***** GIVEN RECORDS

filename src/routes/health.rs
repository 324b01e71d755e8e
use axum::Json;
use serde_json::{Value, json};

pub async fn health() -> Json<Value> {
    Json(json!({
        "status": "ok",
        "version": env!("CARGO_PKG_VERSION"),
    }))
}
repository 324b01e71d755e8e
use axum::{
    Extension, Json,
    extract::{Path, Query, State},
    http::StatusCode,
};
use axum_valid::Valid;
use serde::Deserialize;
use uuid::Uuid;

use super::error::ApiError;
use crate::{
    auth::{AuthError, Identity},
    middleware::OrgAccess,
    models::{Contract, CreateContract, OrgUserRole},
    state::AppState,
};

/// Roles allowed to manage contracts on behalf of an organization.
const CONTRACT_ROLES: &[OrgUserRole] = &[
    OrgUserRole::Owner,
    OrgUserRole::Admin,
    OrgUserRole::Manager,
];

/// Check that the caller may act on `organization_id`: an organization key
/// must belong to it, a user must hold one of `allowed` roles in it.
async fn check_org_access(
    state: &AppState,
    identity: &Identity,
    organization_id: Uuid,
    allowed: &[OrgUserRole],
) -> Result<(), ApiError> {
    if let Some(org) = identity.as_organization() {
        if org.organization_id != organization_id {
            return Err(AuthError::NotAMember.into());
        }
        return Ok(());
    }
    let access: OrgAccess = state.org_roles.resolve(identity, organization_id).await?;
    access.require(allowed)?;
    Ok(())
}

pub async fn create(
    State(state): State<AppState>,
    Extension(identity): Extension<Identity>,
    Valid(Json(input)): Valid<Json<CreateContract>>,
) -> Result<(StatusCode, Json<Contract>), ApiError> {
    check_org_access(&state, &identity, input.organization_id, CONTRACT_ROLES).await?;

    let contract = state.services.contracts.create(input).await?;
    Ok((StatusCode::CREATED, Json(contract)))
}

#[derive(Debug, Deserialize)]
pub struct ListQuery {
    pub organization_id: Option<Uuid>,
}

pub async fn list(
    State(state): State<AppState>,
    Extension(identity): Extension<Identity>,
    Query(query): Query<ListQuery>,
) -> Result<Json<Vec<Contract>>, ApiError> {
    // Organization keys always see their own contracts.
    if let Some(org) = identity.as_organization() {
        if query
            .organization_id
            .is_some_and(|id| id != org.organization_id)
        {
            return Err(AuthError::NotAMember.into());
        }
        let contracts = state
            .services
            .contracts
            .list_for_organization(org.organization_id)
            .await?;
        return Ok(Json(contracts));
    }

    match query.organization_id {
        Some(id) => {
            // Membership in any role suffices to read contracts.
            state.org_roles.resolve(&identity, id).await?;
            Ok(Json(state.services.contracts.list_for_organization(id).await?))
        }
        None if identity.is_platform_admin() => {
            Ok(Json(state.services.contracts.list().await?))
        }
        None => Err(ApiError::BadRequest(
            "organization_id query parameter is required".to_string(),
        )),
    }
}

pub async fn get(
    State(state): State<AppState>,
    Extension(identity): Extension<Identity>,
    Path(id): Path<Uuid>,
) -> Result<Json<Contract>, ApiError> {
    let contract = state
        .services
        .contracts
        .get_by_id(id)
        .await?
        .ok_or_else(|| ApiError::NotFound("Contract not found".to_string()))?;

    // Reading requires standing in the contract's organization, any role.
    if let Some(org) = identity.as_organization() {
        if org.organization_id != contract.organization_id {
            return Err(AuthError::NotAMember.into());
        }
    } else {
        state
            .org_roles
            .resolve(&identity, contract.organization_id)
            .await?;
    }

    Ok(Json(contract))
}

pub async fn terminate(
    State(state): State<AppState>,
    Extension(identity): Extension<Identity>,
    Path(id): Path<Uuid>,
) -> Result<Json<Contract>, ApiError> {
    let contract = state
        .services
        .contracts
        .get_by_id(id)
        .await?
        .ok_or_else(|| ApiError::NotFound("Contract not found".to_string()))?;

    check_org_access(&state, &identity, contract.organization_id, CONTRACT_ROLES).await?;

    let contract = state.services.contracts.terminate(id).await?;
    Ok(Json(contract))
}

**********

* [TASK TO COMPLETE]: Starting at the line that contains "use uuid::Uuid;" and stopping after the line that contains "an organization key", write out every line exactly as it appears above, and no other line.

* [SOLUTION TO THE PROBLEM]:
use uuid::Uuid;

use super::error::ApiError;
use crate::{
    auth::{AuthError, Identity},
    middleware::OrgAccess,
    models::{Contract, CreateContract, OrgUserRole},
    state::AppState,
};

/// Roles allowed to manage contracts on behalf of an organization.
const CONTRACT_ROLES: &[OrgUserRole] = &[
    OrgUserRole::Owner,
    OrgUserRole::Admin,
    OrgUserRole::Manager,
];

/// Check that the caller may act on `organization_id`: an organization key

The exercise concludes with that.